Joachim Durchholz jo at durchholz.org
Sun Jun 25 08:36:48 EDT 2006


Chris F Clark schrieb:
> Chris F Clark schrieb:
>> In that sense, a static type system is eliminating tags, because the
>> information is pre-computed and not explicitly stored as a part of the
>> computation.  Now, you may not view the tag as being there, but in my
>> mind if there exists a way of perfoming the computation that requires
>> tags, the tag was there and that tag has been eliminated.
> 
> Joachim Durchholz replied:
>> On a semantic level, the tag is always there - it's the type (and
>> definitely part of an axiomatic definition of the language).
>> Tag elimination is "just" an optimization.
> 
> I agree the tag is always there in the abstract.  

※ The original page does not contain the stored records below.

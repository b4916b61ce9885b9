//! Length-prefixed framing.
//!
//! The underlying transport is a raw byte stream, so each message is
//! delimited by a 4-byte big-endian length:
//!
//! `[len: u32 BE][body: len bytes]`
//!
//! Framing is applied outside the encrypted transport. The length covers the
//! sealed record once the session is armed, so it reveals message sizes but
//! nothing else.

use bytes::{Buf, BufMut, Bytes, BytesMut};

use crate::errors::{ProtocolError, Result};

/// Length prefix size
pub const LENGTH_PREFIX_SIZE: usize = 4;

/// Maximum frame body size (16 MiB)
pub const MAX_FRAME_SIZE: usize = 16 * 1024 * 1024;

/// Frame limit before the session is armed. Handshake messages for the
/// largest accepted modulus are a few KiB.
pub const HANDSHAKE_MAX_FRAME_SIZE: usize = 64 * 1024;

/// Prefix `body` with its length.
///
/// # Errors
///
/// - `ProtocolError::FrameTooLarge` if `body` exceeds [`MAX_FRAME_SIZE`]
pub fn encode_frame(body: &[u8]) -> Result<Bytes> {
    if body.len() > MAX_FRAME_SIZE {
        return Err(ProtocolError::FrameTooLarge { size: body.len(), max: MAX_FRAME_SIZE });
    }

    let mut buf = BytesMut::with_capacity(LENGTH_PREFIX_SIZE + body.len());
    buf.put_u32(body.len() as u32);
    buf.put_slice(body);
    Ok(buf.freeze())
}

/// Incremental frame decoder.
///
/// Bytes arrive in arbitrary chunks; [`FrameDecoder::extend`] buffers them and
/// [`FrameDecoder::next_frame`] yields complete bodies in order.
///
/// # Security
///
/// - The declared length is checked against the decoder's limit as soon as
///   the prefix is available.
/// - Nothing is reserved for a declared length. The buffer grows only with
///   bytes actually received, so an idle peer costs what it sent.
#[derive(Debug)]
pub struct FrameDecoder {
    buffer: BytesMut,
    max_frame_size: usize,
}

impl Default for FrameDecoder {
    fn default() -> Self {
        Self::with_max_frame_size(MAX_FRAME_SIZE)
    }
}

impl FrameDecoder {
    /// Create an empty decoder limited to [`MAX_FRAME_SIZE`].
    pub fn new() -> Self {
        Self::default()
    }

    /// Create an empty decoder with a tighter limit.
    ///
    /// Limits above [`MAX_FRAME_SIZE`] are clamped to it.
    pub fn with_max_frame_size(max_frame_size: usize) -> Self {
        Self { buffer: BytesMut::new(), max_frame_size: max_frame_size.min(MAX_FRAME_SIZE) }
    }

    /// Change the limit for frames not yet returned. Clamped to
    /// [`MAX_FRAME_SIZE`].
    pub fn set_max_frame_size(&mut self, max_frame_size: usize) {
        self.max_frame_size = max_frame_size.min(MAX_FRAME_SIZE);
    }

    /// Current frame limit.
    pub fn max_frame_size(&self) -> usize {
        self.max_frame_size
    }

    /// Append received bytes.
    pub fn extend(&mut self, chunk: &[u8]) {
        self.buffer.extend_from_slice(chunk);
    }

    /// Bytes buffered but not yet returned as frames.
    pub fn buffered(&self) -> usize {
        self.buffer.len()
    }

    /// Take the next complete frame body, if one is buffered.
    ///
    /// # Errors
    ///
    /// - `ProtocolError::FrameTooLarge` if the next prefix declares more than
    ///   the decoder's limit. The stream cannot be resynchronized after this.
    pub fn next_frame(&mut self) -> Result<Option<Bytes>> {
        let Some(prefix) = self.buffer.get(..LENGTH_PREFIX_SIZE) else {
            return Ok(None);
        };

        let mut len_bytes = [0u8; LENGTH_PREFIX_SIZE];
        len_bytes.copy_from_slice(prefix);
        let len = u32::from_be_bytes(len_bytes) as usize;

        if len > self.max_frame_size {
            return Err(ProtocolError::FrameTooLarge { size: len, max: self.max_frame_size });
        }

        if self.buffer.len() < LENGTH_PREFIX_SIZE + len {
            return Ok(None);
        }

        self.buffer.advance(LENGTH_PREFIX_SIZE);
        let body = self.buffer.split_to(len).freeze();

        debug_assert_eq!(body.len(), len);
        Ok(Some(body))
    }
}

Well - in the context of a discussion of dynamic and static typing, I'd 
think that the semantic ("abstract") level is usually the best level of 
discourse.
Of course, this being the Usenet, shifting the level is common (and can 
even helpful).

> In the end, I'm trying to fit things which are "too big" and "too
> slow" into much less space and time, using types to help me reliably
> make my program smaller and faster is just one trick.  [...]
> 
> However, I also know that my way of thinking about it is fringe.

Oh, I really agree that's an important application of static typing.

Essentially, which aspects of static typing is more important depends on 
where your problems lie: if it's ressource constraints, static typing 
tends to be seen as a tool to keep ressource usage down; if it's bug 
counts, static typing tends to be seen as a tool to express static 
properties.
These aspects are obviously not equally important to everybody.